Before we vetted in, Adriana and I clipped Sam and left a snowy patch of white hair in his yard which Revan (my dog) found to be such fun to play in. After a quick brush we vetted in and decided to go on a quick pre-ride. It was a lovely afternoon, Spencer and Erin’s dad, Craig, got the fire going and we all huddled around before heading off to the Biggenden pub for our customary pre-ride dinner.

The next morning we rolled out of bed in the dark to the thrilling rustle of horses hooves and the clinking of saddles and bridles. It was foggy and freezing! Adriana, Erin and I were all rugged up – gloves, light jackets, face masks, anything to stay warm! No one really takes notice of one another as we saddle up, its usually so cold you can only focus on your task of getting your horse ready to go and trying to remember where you hid your gear to save it from the dew. Once we’re all aboard and a little warmer and awake we start to pay a little more attention and one thing that got us all gasping was Jasmine in her t-shirt! We all had a laugh and tried to convince her to put on her jacket, but she insisted she was fine and we all shuffled away giggling in the darkness with Adam waving us off.

In those days, with novice horses and novice riders to take care of, we would wait until the front runners were well and truly gone before we trotted out of the gate. Milton’s owner, Rob, was there cheering us on as we buzzed out. We were all eager – it was Erin’s first 80km and Adriana’s last novice (she had completed an 80km in between Biggenden and Blackbutt) I was quietly stewing about the hill we had been warned about at pre-ride talk. Hills were not Milton’s strong suit at that point!

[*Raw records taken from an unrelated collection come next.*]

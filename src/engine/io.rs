//! Audio file I/O for Louder
//!
//! WAV import/export for the offline renderer. Audio is kept at its native
//! sample rate; the pipeline is prepared for whatever rate the file has.

use std::path::Path;

use hound::{SampleFormat, WavReader, WavSpec, WavWriter};
use log::debug;

use crate::engine::buffer::{AudioBuffer, ChannelLayout, MAX_CHANNELS};
use crate::error::{LouderError, Result};

/// Export format configuration
#[derive(Debug, Clone, Copy, PartialEq, Eq)]
pub struct ExportFormat {
    /// Bit depth: 16, 24, or 32 (32 is written as float)
    pub bit_depth: u16,
}

impl Default for ExportFormat {
    fn default() -> Self {
        Self::float32()
    }
}

impl ExportFormat {
    /// 16-bit integer PCM
    pub fn pcm16() -> Self {
        ExportFormat { bit_depth: 16 }
    }

    /// 24-bit integer PCM
    pub fn pcm24() -> Self {
        ExportFormat { bit_depth: 24 }
    }

    /// 32-bit float, no quantisation of the processed signal
    pub fn float32() -> Self {
        ExportFormat { bit_depth: 32 }
    }
}

/// Import a mono or stereo WAV file as 32-bit float
///
/// # Errors
/// * `Wav` - If the file cannot be opened or decoded
/// * `UnsupportedFormat` - For more than two channels or odd bit depths
/// * `EmptyAudio` - If the file holds no frames
pub fn import_wav(path: &Path) -> Result<AudioBuffer> {
    let reader = WavReader::open(path)?;
    let spec = reader.spec();
    let channels = spec.channels as usize;

    let layout = ChannelLayout::from_count(channels).ok_or_else(|| {
        LouderError::UnsupportedFormat {
            format: format!("{}-channel audio (only mono/stereo supported)", channels),
        }
    })?;

    let interleaved = read_samples_as_f32(reader, spec.bits_per_sample, spec.sample_format)?;
    if interleaved.is_empty() {
        return Err(LouderError::EmptyAudio);
    }

    debug!(
        "Imported {}: {} Hz, {} ch, {}-bit {:?}",
        path.display(),
        spec.sample_rate,
        channels,
        spec.bits_per_sample,
        spec.sample_format
    );

    AudioBuffer::from_interleaved(&interleaved, layout, spec.sample_rate)
}

/// Export an AudioBuffer to a WAV file at the buffer's sample rate
pub fn export_wav(buffer: &AudioBuffer, path: &Path, format: ExportFormat) -> Result<()> {
    if buffer.num_channels() == 0 || buffer.num_channels() > MAX_CHANNELS {
        return Err(LouderError::UnsupportedFormat {
            format: format!("{}-channel audio", buffer.num_channels()),
        });
    }

    if !matches!(format.bit_depth, 16 | 24 | 32) {
        return Err(LouderError::UnsupportedFormat {
            format: format!("{}-bit audio (only 16, 24, 32 supported)", format.bit_depth),
        });
    }

    let spec = WavSpec {
        channels: buffer.num_channels() as u16,
        sample_rate: buffer.sample_rate,
        bits_per_sample: format.bit_depth,
        sample_format: if format.bit_depth == 32 {
            SampleFormat::Float
        } else {
            SampleFormat::Int
        },
    };

    let interleaved = buffer.to_interleaved();
    let mut writer = WavWriter::create(path, spec)?;

    match format.bit_depth {
        16 => {
            for sample in interleaved {
                let scaled = (sample * 32767.0).clamp(-32768.0, 32767.0) as i16;
                writer.write_sample(scaled)?;
            }
        }
        24 => {
            for sample in interleaved {
                // 24-bit stored as i32 in hound
                let scaled = (sample * 8388607.0).clamp(-8388608.0, 8388607.0) as i32;
                writer.write_sample(scaled)?;
            }
        }
        _ => {
            for sample in interleaved {
                writer.write_sample(sample)?;
            }
        }
    }

    writer.finalize()?;
    debug!("Exported {} ({}-bit)", path.display(), format.bit_depth);
    Ok(())
}

/// Read samples from WAV reader and convert to f32
fn read_samples_as_f32<R: std::io::Read>(
    mut reader: WavReader<R>,
    bits_per_sample: u16,
    sample_format: SampleFormat,
) -> Result<Vec<f32>> {
    let samples: Vec<f32> = match (sample_format, bits_per_sample) {
        (SampleFormat::Float, _) => reader.samples::<f32>().collect::<std::result::Result<_, _>>()?,
        (SampleFormat::Int, 8) => reader
            .samples::<i8>()
            .map(|s| s.map(|v| v as f32 / 128.0))
            .collect::<std::result::Result<_, _>>()?,
        (SampleFormat::Int, 16) => reader
            .samples::<i16>()
            .map(|s| s.map(|v| v as f32 / 32768.0))
            .collect::<std::result::Result<_, _>>()?,
        (SampleFormat::Int, 24) => reader
            .samples::<i32>()
            .map(|s| s.map(|v| v as f32 / 8388608.0))
            .collect::<std::result::Result<_, _>>()?,
        (SampleFormat::Int, 32) => reader
            .samples::<i32>()
            .map(|s| s.map(|v| v as f32 / 2147483648.0))
            .collect::<std::result::Result<_, _>>()?,
        (SampleFormat::Int, bits) => {
            return Err(LouderError::UnsupportedFormat {
                format: format!("{}-bit integer audio", bits),
            })
        }
    };
    Ok(samples)
}

#[cfg(test)]
mod tests {
    use super::*;
    use approx::assert_abs_diff_eq;
    use tempfile::tempdir;

    fn ramp_buffer() -> AudioBuffer {
        let left: Vec<f32> = (0..100).map(|i| i as f32 / 100.0).collect();
        let right: Vec<f32> = left.iter().map(|s| -s).collect();
        AudioBuffer::from_channels(vec![left, right], 48000).unwrap()
    }

    #[test]
    fn test_float_roundtrip_is_exact() {
        let dir = tempdir().unwrap();
        let path = dir.path().join("float.wav");
        let buffer = ramp_buffer();

        export_wav(&buffer, &path, ExportFormat::float32()).unwrap();
        let loaded = import_wav(&path).unwrap();

        assert_eq!(loaded, buffer);
    }

    #[test]
    fn test_pcm16_roundtrip_within_quantisation() {
        let dir = tempdir().unwrap();
        let path = dir.path().join("pcm16.wav");
        let buffer = ramp_buffer();

        export_wav(&buffer, &path, ExportFormat::pcm16()).unwrap();
        let loaded = import_wav(&path).unwrap();

        assert_eq!(loaded.sample_rate, 48000);
        for (a, b) in loaded.samples.iter().flatten().zip(buffer.samples.iter().flatten()) {
            assert_abs_diff_eq!(*a, *b, epsilon = 1e-3);
        }
    }

    #[test]
    fn test_export_rejects_bad_bit_depth() {
        let dir = tempdir().unwrap();
        let path = dir.path().join("bad.wav");
        let result = export_wav(&ramp_buffer(), &path, ExportFormat { bit_depth: 12 });
        assert!(matches!(result, Err(LouderError::UnsupportedFormat { .. })));
    }

    #[test]
    fn test_import_rejects_surround() {
        let dir = tempdir().unwrap();
        let path = dir.path().join("three.wav");
        let spec = WavSpec {
            channels: 3,
            sample_rate: 48000,
            bits_per_sample: 16,
            sample_format: SampleFormat::Int,
        };
        let mut writer = WavWriter::create(&path, spec).unwrap();
        for _ in 0..30 {
            writer.write_sample(0i16).unwrap();
        }
        writer.finalize().unwrap();

        let result = import_wav(&path);
        assert!(matches!(result, Err(LouderError::UnsupportedFormat { .. })));
    }

    #[test]
    fn test_import_missing_file() {
        let result = import_wav(Path::new("/nonexistent/louder.wav"));
        assert!(matches!(result, Err(LouderError::Wav(_))));
    }
}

We got a good rhythm going, jogging along nose to tail like we did in training in the order we knew our horses to be most comfortable – Jasmine out front, then Adriana, followed by Erin and then myself at the back where I could keep an eye out on the juniors. We were making a decent time, the track had a couple of boggy crossings that had us laughing as Milton minced through them trying to avoid getting his feet wet! It was not long after we had hit a turnaround point that a story we have re-told many times since occurred which included a random bush dunny – I was not busting enough to use it, but one of us was, I won’t say who…!!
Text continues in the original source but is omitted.